#### [Task to carry out]
Restate the opening lines of the material below word for word, stopping after the line that contains "use crate::provenance::Provenance;".

#### [Supplied material]
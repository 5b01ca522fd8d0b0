// quirrel-ast - Expression nodes and node handles
// Copyright (c) 2026 Quirrel contributors. MIT licensed.

//! Expression nodes of the elaborated Quirrel AST.
//!
//! Every node carries the attributes computed by the upstream passes:
//! source location, provenance, and an optional constraining expression.
//! Nodes are held behind [`ExprRef`] handles.
//!
//! # Node identity
//!
//! `ExprRef` compares and hashes by node identity (the address of the
//! shared allocation), not by structure. Two occurrences of `count(foo)`
//! in a query are distinct nodes; a binder back-edge and the node it
//! points at are the same node. The emitter's mark table relies on this.

use std::fmt;
use std::hash::{Hash, Hasher};
use std::ops::Deref;
use std::rc::Rc;

use crate::binding::Binding;
use crate::bucket::Bucket;
use crate::provenance::Provenance;

/// A source position: the 1-indexed line number and the text of that line.
#[derive(Debug, Clone, PartialEq, Eq)]
pub struct Loc {
    pub line: u32,
    pub text: String,
}

impl Loc {
    pub fn new(line: u32, text: impl Into<String>) -> Self {
        Loc {
            line,
            text: text.into(),
        }
    }
}

/// Binary operators that appear as AST nodes.
#[derive(Debug, Clone, Copy, PartialEq, Eq)]
pub enum BinOp {
    Add,
    Sub,
    Mul,
    Div,
    Lt,
    LtEq,
    Gt,
    GtEq,
    Eq,
    NotEq,
    Or,
    And,
}

/// Identity of a `let` definition, assigned by the binder.
///
/// References from a definition's own body back to the definition (tic
/// variables, recursive mentions) would be cyclic as node handles; the
/// binder instead hands out these side-table indices.
#[derive(Debug, Clone, Copy, PartialEq, Eq, Hash)]
pub struct LetId(pub u32);

impl fmt::Display for LetId {
    fn fmt(&self, f: &mut fmt::Formatter<'_>) -> fmt::Result {
        write!(f, "let#{}", self.0)
    }
}

/// A `name := left right` definition.
///
/// `left` is the bound expression (the function body for parameterised
/// lets); `right` is the remainder of the query in which the name is in
/// scope. Only `right` is lowered when the `Let` itself is reached; `left`
/// is lowered lazily at each dispatch site.
#[derive(Debug, Clone)]
pub struct LetDef {
    pub id: LetId,
    pub name: String,
    pub params: Vec<String>,
    pub left: ExprRef,
    pub right: ExprRef,
}

/// An elaborated expression node.
#[derive(Debug, Clone)]
pub struct Expr {
    pub loc: Loc,
    pub provenance: Provenance,
    /// The expression this node's value is constrained to, if any.
    pub constraining: Option<ExprRef>,
    pub kind: ExprKind,
}

/// The node kinds of the Quirrel expression grammar.
#[derive(Debug, Clone)]
pub enum ExprKind {
    /// String literal.
    StrLit(String),
    /// Numeric literal, carried as its uninterpreted source text.
    NumLit(String),
    /// Boolean literal.
    BoolLit(bool),
    /// `new e`, minting a fresh row identity.
    New(ExprRef),
    /// Arithmetic negation.
    Neg(ExprRef),
    /// Boolean complement.
    Comp(ExprRef),
    /// Parenthesised expression, preserved by the parser.
    Paren(ExprRef),
    /// `in from ~ to` provenance relation; only `in` carries a value.
    Relate {
        from: ExprRef,
        to: ExprRef,
        in_: ExprRef,
    },
    /// `name := left right` definition.
    Let(LetDef),
    /// A tic-variable reference, `'name`.
    TicVar { name: String, binding: Binding },
    /// A binary operation.
    Binary {
        op: BinOp,
        left: ExprRef,
        right: ExprRef,
    },
    /// Property descent, `e.property`.
    Descent { child: ExprRef, property: String },
    /// Array dereference, `left[right]`.
    Deref { left: ExprRef, right: ExprRef },
    /// Object merge, `left with right`.
    With { left: ExprRef, right: ExprRef },
    /// Row filter, `left where right`.
    Where { left: ExprRef, right: ExprRef },
    /// Set union.
    Union { left: ExprRef, right: ExprRef },
    /// Set intersection.
    Intersect { left: ExprRef, right: ExprRef },
    /// Object literal.
    ObjectDef(Vec<(String, ExprRef)>),
    /// Array literal.
    ArrayDef(Vec<ExprRef>),
    /// A named application site: built-in, stdlib or user-defined.
    Dispatch {
        name: String,
        actuals: Vec<ExprRef>,
        binding: Binding,
        /// Solver output for grouping dispatches, ordered by tic-var name.
        buckets: Vec<(String, Bucket)>,
    },
}

impl Expr {
    pub fn new(loc: Loc, provenance: Provenance, kind: ExprKind) -> Self {
        Expr {
            loc,
            provenance,
            constraining: None,
            kind,
        }
    }

    /// Short name of the node kind, for diagnostics.
    pub fn kind_name(&self) -> &'static str {
        match &self.kind {
            ExprKind::StrLit(_) => "string literal",
            ExprKind::NumLit(_) => "numeric literal",
            ExprKind::BoolLit(_) => "boolean literal",
            ExprKind::New(_) => "new",
            ExprKind::Neg(_) => "negation",
            ExprKind::Comp(_) => "complement",
            ExprKind::Paren(_) => "parenthesised expression",
            ExprKind::Relate { .. } => "relate",
            ExprKind::Let(_) => "let",
            ExprKind::TicVar { .. } => "tic variable",
            ExprKind::Binary { .. } => "binary operation",
            ExprKind::Descent { .. } => "descent",
            ExprKind::Deref { .. } => "dereference",
            ExprKind::With { .. } => "with",
            ExprKind::Where { .. } => "where",
            ExprKind::Union { .. } => "union",
            ExprKind::Intersect { .. } => "intersect",
            ExprKind::ObjectDef(_) => "object literal",
            ExprKind::ArrayDef(_) => "array literal",
            ExprKind::Dispatch { .. } => "dispatch",
        }
    }

    /// The `LetDef` of a `Let` node, if this is one.
    pub fn as_let(&self) -> Option<&LetDef> {
        match &self.kind {
            ExprKind::Let(def) => Some(def),
            _ => None,
        }
    }

    /// Direct subexpressions, in source order.
    pub fn children(&self) -> Vec<ExprRef> {
        match &self.kind {
            ExprKind::StrLit(_) | ExprKind::NumLit(_) | ExprKind::BoolLit(_) => vec![],
            ExprKind::TicVar { .. } => vec![],
            ExprKind::New(child) | ExprKind::Neg(child) | ExprKind::Comp(child) => {
                vec![child.clone()]
            }
            ExprKind::Paren(child) => vec![child.clone()],
            ExprKind::Descent { child, .. } => vec![child.clone()],
            ExprKind::Relate { from, to, in_ } => vec![from.clone(), to.clone(), in_.clone()],
            ExprKind::Let(def) => vec![def.left.clone(), def.right.clone()],
            ExprKind::Binary { left, right, .. }
            | ExprKind::Deref { left, right }
            | ExprKind::With { left, right }
            | ExprKind::Where { left, right }
            | ExprKind::Union { left, right }
            | ExprKind::Intersect { left, right } => vec![left.clone(), right.clone()],
            ExprKind::ObjectDef(fields) => fields.iter().map(|(_, v)| v.clone()).collect(),
            ExprKind::ArrayDef(values) => values.to_vec(),
            ExprKind::Dispatch { actuals, .. } => actuals.to_vec(),
        }
    }

    /// Structural equality over the expression syntax, ignoring source
    /// locations and computed attributes.
    pub fn equals_ignoring_loc(&self, other: &Expr) -> bool {
        use ExprKind::*;
        match (&self.kind, &other.kind) {
            (StrLit(a), StrLit(b)) => a == b,
            (NumLit(a), NumLit(b)) => a == b,
            (BoolLit(a), BoolLit(b)) => a == b,
            (New(a), New(b)) | (Neg(a), Neg(b)) | (Comp(a), Comp(b)) | (Paren(a), Paren(b)) => {
                a.equals_ignoring_loc(b)
            }
            (
                Relate { from, to, in_ },
                Relate {
                    from: f2,
                    to: t2,
                    in_: i2,
                },
            ) => {
                from.equals_ignoring_loc(f2)
                    && to.equals_ignoring_loc(t2)
                    && in_.equals_ignoring_loc(i2)
            }
            (Let(a), Let(b)) => {
                a.name == b.name
                    && a.params == b.params
                    && a.left.equals_ignoring_loc(&b.left)
                    && a.right.equals_ignoring_loc(&b.right)
            }
            (TicVar { name: a, .. }, TicVar { name: b, .. }) => a == b,
            (
                Binary { op, left, right },
                Binary {
                    op: op2,
                    left: l2,
                    right: r2,
                },
            ) => op == op2 && left.equals_ignoring_loc(l2) && right.equals_ignoring_loc(r2),
            (
                Descent { child, property },
                Descent {
                    child: c2,
                    property: p2,
                },
            ) => property == p2 && child.equals_ignoring_loc(c2),
            (Deref { left, right }, Deref { left: l2, right: r2 })
            | (With { left, right }, With { left: l2, right: r2 })
            | (Where { left, right }, Where { left: l2, right: r2 })
            | (Union { left, right }, Union { left: l2, right: r2 })
            | (
                Intersect { left, right },
                Intersect {
                    left: l2,
                    right: r2,
                },
            ) => left.equals_ignoring_loc(l2) && right.equals_ignoring_loc(r2),
            (ObjectDef(a), ObjectDef(b)) => {
                a.len() == b.len()
                    && a.iter()
                        .zip(b)
                        .all(|((ka, va), (kb, vb))| ka == kb && va.equals_ignoring_loc(vb))
            }
            (ArrayDef(a), ArrayDef(b)) => {
                a.len() == b.len()
                    && a.iter().zip(b).all(|(va, vb)| va.equals_ignoring_loc(vb))
            }
            (
                Dispatch { name, actuals, .. },
                Dispatch {
                    name: n2,
                    actuals: a2,
                    ..
                },
            ) => {
                name == n2
                    && actuals.len() == a2.len()
                    && actuals
                        .iter()
                        .zip(a2)
                        .all(|(va, vb)| va.equals_ignoring_loc(vb))
            }
            _ => false,
        }
    }
}

/// A shared, immutable handle to an expression node.
///
/// Cloning is cheap. Equality and hashing are by node identity: a handle
/// equals exactly the handles cloned from the same allocation.
#[derive(Clone)]
pub struct ExprRef(Rc<Expr>);

impl ExprRef {
    pub fn new(expr: Expr) -> Self {
        ExprRef(Rc::new(expr))
    }

    /// Structural comparison, delegating to [`Expr::equals_ignoring_loc`].
    pub fn equals_ignoring_loc(&self, other: &ExprRef) -> bool {
        Expr::equals_ignoring_loc(self, other)
    }
}

impl Deref for ExprRef {
    type Target = Expr;

    fn deref(&self) -> &Expr {
        &self.0
    }
}

impl PartialEq for ExprRef {
    fn eq(&self, other: &Self) -> bool {
        Rc::ptr_eq(&self.0, &other.0)
    }
}

impl Eq for ExprRef {}

impl Hash for ExprRef {
    fn hash<H: Hasher>(&self, state: &mut H) {
        (Rc::as_ptr(&self.0) as usize).hash(state);
    }
}

impl fmt::Debug for ExprRef {
    fn fmt(&self, f: &mut fmt::Formatter<'_>) -> fmt::Result {
        write!(f, "{} @ line {}", self.kind_name(), self.loc.line)
    }
}

impl From<Expr> for ExprRef {
    fn from(expr: Expr) -> Self {
        ExprRef::new(expr)
    }
}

#### [Response for this exercise]
repository 5b01ca522fd8d0b0
// quirrel-ast - Expression nodes and node handles
// Copyright (c) 2026 Quirrel contributors. MIT licensed.

//! Expression nodes of the elaborated Quirrel AST.
//!
//! Every node carries the attributes computed by the upstream passes:
//! source location, provenance, and an optional constraining expression.
//! Nodes are held behind [`ExprRef`] handles.
//!
//! # Node identity
//!
//! `ExprRef` compares and hashes by node identity (the address of the
//! shared allocation), not by structure. Two occurrences of `count(foo)`
//! in a query are distinct nodes; a binder back-edge and the node it
//! points at are the same node. The emitter's mark table relies on this.

use std::fmt;
use std::hash::{Hash, Hasher};
use std::ops::Deref;
use std::rc::Rc;

use crate::binding::Binding;
use crate::bucket::Bucket;
use crate::provenance::Provenance;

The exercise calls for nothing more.